Estas verdades son difíciles de tragar pero, una vez que las entiendes, es más fácil aceptar el proceso de pérdida de peso con menos culpa y frustración y más placer mientras te enfocas en dónde estás en el proceso, no dónde quieres estar o desear estar. . Reconocer estos hechos significa comprender que debe:

  • Se paciente . Necesitas tomarte tu tiempo para relajarte en el ejercicio. Eso significa dejar a un lado el objetivo de perder peso rápidamente y concentrarse más en darle a su cuerpo y mente el tiempo que necesitan para fortalecerse.
  • Experimentar . Si no ha hecho ejercicio en mucho tiempo (o nunca), no será perfecto desde el primer día. Puede iniciar un programa solo para darse cuenta de que no está funcionando. Tal vez el horario no sea correcto, tal vez los entrenamientos no lo estén haciendo por usted, o tal vez ni siquiera esté seguro de por qué no están funcionando. Permitir este tiempo para experimentar, evaluar su programa y hacer cambios puede reducir su progreso de pérdida de peso a corto plazo, pero lo llevará a un programa sólido que puede hacer en los próximos años a largo plazo.
  • Encuentra una manera de seguir adelante . Incluso cuando no estás perdiendo peso o la vida se llena . Incluso cuando no te apetece o comienzas a dudar de ti mismo. Lo que sea que esté sucediendo en tu mente, tu vida, tu cuerpo, tienes que encontrar formas de seguir haciendo ejercicio a través de todo.

Haciendo la elección

A veces, saber lo que necesita hacer para alcanzar su meta puede ayudarlo a decidir si esa meta es realmente adecuada para usted. Piense en las preguntas formuladas al comienzo de este artículo:

¿Qué es lo que realmente quiero para mí y cómo lo obtengo?

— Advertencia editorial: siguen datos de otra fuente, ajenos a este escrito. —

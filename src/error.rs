//! Error types raised before a session starts (configuration) and by the
//! scene controller (illegal phase transitions).

use thiserror::Error;

use crate::scene::PhaseKind;

/// Rejected configuration. Raised at construction time, never mid-session.
#[derive(Debug, Error, PartialEq, Eq)]
pub enum ConfigError {
    #[error("question bank is empty")]
    EmptyBank,

    #[error("batch size must be at least 1")]
    ZeroBatch,

    #[error("initial lives must be at least 1")]
    ZeroLives,

    #[error("question {id}: {reason}")]
    InvalidQuestion { id: String, reason: String },

    #[error("duplicate question id: {0}")]
    DuplicateQuestion(String),
}

/// Phase changes the controller refused.
#[derive(Debug, Error, PartialEq, Eq)]
pub enum SceneError {
    #[error("illegal phase transition {from:?} -> {to:?}")]
    IllegalTransition { from: PhaseKind, to: PhaseKind },

    #[error("session {0} already reached its terminal phase")]
    AlreadyTerminal(u64),
}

Este año, tienes una opción. Puedes hacer lo que siempre has hecho o puedes hacer algo diferente. Ya sea un año nuevo o simplemente un nuevo día, siempre tiene esta opción y, aún mejor, tiene la libertad de reevaluar sus elecciones en cualquier momento. Lo que funciona hoy puede no funcionar mañana. Reconocer eso y responder con soluciones, en lugar de patearlo, es el primer paso para crear un cambio duradero.